Which instruction is appropriate to include when providing the client with oral contraceptive teaching?
- A. Take oral contraceptives at the same time each day.
- B. Take oral contraceptives on an empty stomach.
- C. Take oral contraceptives on the first day of menses.
- D. Take oral contraceptives in the morning with food.
Correct Answer: A
Rationale: Taking oral contraceptives at the same time daily ensures consistent hormone levels, maximizing efficacy.
Which instruction is best when teaching the client about inserting vaginal medication?
- A. Place the applicator just inside the vaginal opening.
- B. Insert the applicator while sitting on the toilet.
- C. Instill the medication just before retiring for sleep.
- D. Put on disposable latex gloves before applying the drug.
Correct Answer: C
Rationale: Instilling vaginal medication before sleep allows the medication to remain in the vagina longer, increasing its effectiveness.
The nurse is caring for a client newly diagnosed with Stage IV ovarian cancer. What is the scientific rationale for detecting the tumors at this stage?
- A. The client’s ovaries lie deep within the pelvis and early symptoms are vague.
- B. The client has regular gynecological examinations and this helps with detection.
- C. The client had a history of dysmenorrhea and benign ovarian cysts.
- D. The client had a family history of breast cancer and was being checked regularly.
Correct Answer: A
Rationale: Ovarian cancer is often diagnosed at Stage IV due to vague early symptoms and deep pelvic location, delaying detection. Regular exams, dysmenorrhea, or breast cancer history do not ensure early detection.

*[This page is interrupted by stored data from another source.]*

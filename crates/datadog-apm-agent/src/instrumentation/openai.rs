// Copyright 2023-Present Datadog, Inc. https://www.datadoghq.com/
// SPDX-License-Identifier: Apache-2.0

//! Chat-completion instrumentation for the `openai` client package.

use serde_json::{json, Map, Value};
use tracing::debug;

use crate::context;
use crate::error::CallError;
use crate::llm::{ChatCompletionMessage, ChatCompletionSummary};
use crate::module::Invocation;
use crate::names;
use crate::shim::{RecordSpec, Shim};
use crate::shimmer::InstrumentationRegistration;
use crate::transaction::{new_trace_id, Exception, Segment};

pub const MODULE_NAME: &str = "openai";
pub const CHAT_COMPLETIONS_CREATE: &str = "chat.completions.create";

pub fn registration() -> InstrumentationRegistration {
    InstrumentationRegistration::new(MODULE_NAME).on_require(|shim, exports, _| {
        if !shim.agent().config().ai_monitoring_enabled {
            debug!("AI monitoring is disabled, not instrumenting {MODULE_NAME}");
            return Ok(());
        }
        if !shim.record(exports, CHAT_COMPLETIONS_CREATE, describe_create) {
            debug!(
                "{MODULE_NAME}@{} exposes no {CHAT_COMPLETIONS_CREATE} to record",
                shim.module_version()
            );
        }
        Ok(())
    })
}

fn describe_create(shim: &Shim, invocation: &Invocation) -> Option<RecordSpec> {
    context::current_transaction()?;

    shim.agent().aggregators().metrics.increment(&format!(
        "{}/{}",
        names::openai::TRACKING_PREFIX,
        shim.module_version()
    ));

    let spec = RecordSpec::new(names::openai::COMPLETION);
    let request = invocation.arg(0).cloned().unwrap_or(Value::Null);
    if request.get("stream").and_then(Value::as_bool) == Some(true) {
        return Some(spec.after_stream(move |shim, segment, summary| {
            let response = assemble_stream(&summary.chunks);
            record_chat_completion(shim, segment, &request, &response, summary.error.as_ref());
        }));
    }
    Some(spec.after(move |shim, segment, result| {
        let no_response = Value::Null;
        let (response, error) = match result {
            Ok(response) => (response, None),
            Err(error) => (&no_response, Some(error)),
        };
        record_chat_completion(shim, segment, &request, response, error);
    }))
}

/// Folds streamed chunks into the shape of a non-streamed response: deltas are concatenated
/// into one message per choice index.
fn assemble_stream(chunks: &[Value]) -> Value {
    let mut response = Map::new();
    let mut choices: Vec<(Option<String>, String, Value)> = Vec::new();

    for chunk in chunks {
        for key in ["id", "model", "headers"] {
            if let Some(value) = chunk.get(key) {
                response.entry(key).or_insert_with(|| value.clone());
            }
        }
        for choice in chunk.get("choices").and_then(Value::as_array).into_iter().flatten() {
            let index = choice
                .get("index")
                .and_then(Value::as_u64)
                .and_then(|index| usize::try_from(index).ok())
                .unwrap_or(0);
            if choices.len() <= index {
                choices.resize_with(index + 1, || (None, String::new(), Value::Null));
            }
            let (role, content, finish_reason) = &mut choices[index];
            let delta = choice.get("delta");
            if let Some(value) = delta.and_then(|delta| delta.get("role")).and_then(Value::as_str) {
                role.get_or_insert_with(|| value.to_string());
            }
            if let Some(value) = delta.and_then(|delta| delta.get("content")).and_then(Value::as_str) {
                content.push_str(value);
            }
            if let Some(value) = choice.get("finish_reason").filter(|value| !value.is_null()) {
                *finish_reason = value.clone();
            }
        }
    }

    let choices: Vec<Value> = choices
        .into_iter()
        .enumerate()
        .map(|(index, (role, content, finish_reason))| {
            let role = role.unwrap_or_else(|| "assistant".to_string());
            json!({
                "index": index,
                "finish_reason": finish_reason,
                "message": {"role": role, "content": content},
            })
        })
        .collect();
    response.insert("choices".to_string(), Value::Array(choices));
    Value::Object(response)
}

fn record_chat_completion(
    shim: &Shim,
    segment: &Segment,
    request: &Value,
    response: &Value,
    error: Option<&CallError>,
) {
    let config = shim.agent().config();
    let transaction = segment.transaction();
    let completion_id = new_trace_id();

    let summary =
        ChatCompletionSummary::new(config, segment, request, response, &completion_id, error.is_some());

    let request_messages = request
        .get("messages")
        .and_then(Value::as_array)
        .into_iter()
        .flatten()
        .map(|message| (message, false));
    let response_messages = response
        .get("choices")
        .and_then(Value::as_array)
        .into_iter()
        .flatten()
        .filter_map(|choice| choice.get("message"))
        .map(|message| (message, true));

    for (index, (message, is_response)) in request_messages.chain(response_messages).enumerate() {
        let message = ChatCompletionMessage::new(
            config,
            segment,
            response,
            &completion_id,
            message,
            index,
            is_response,
        );
        if let Some(event) = message.to_event() {
            transaction.queue_event(event);
        }
    }
    if let Some(event) = summary.to_event() {
        transaction.queue_event(event);
    }

    if let Some(error) = error {
        transaction.record_exception(
            Exception::new(error.clone())
                .with_custom_attributes(error_attributes(error, &completion_id))
                .with_agent_attributes(Map::from_iter([(
                    "spanId".to_string(),
                    Value::String(segment.span_id()),
                )])),
        );
    }
}

fn error_attributes(error: &CallError, completion_id: &str) -> Map<String, Value> {
    let mut attributes = Map::new();
    attributes.insert("http.statusCode".to_string(), json!(error.status));
    attributes.insert("error.message".to_string(), json!(error.message));
    attributes.insert("error.code".to_string(), json!(error.code));
    attributes.insert("error.param".to_string(), json!(error.param));
    attributes.insert("completion_id".to_string(), json!(completion_id));
    attributes
}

Which intervention should the nurse include when teaching the client who is having an anterior colporrhaphy to repair a cystocele?
- A. Discuss the need to perform perineal care every four (4) hours.
- B. Discuss the care of an indwelling catheter for at least one (1) month.
- C. Instruct the client how to care for the pessary inserted in surgery.
- D. Teach the client how to perform Kegel exercises.
Correct Answer: D
Rationale: Kegel exercises strengthen pelvic floor muscles, aiding recovery and preventing recurrence post-anterior colporrhaphy. Perineal care frequency is excessive, catheters are temporary, and pessaries are not used surgically.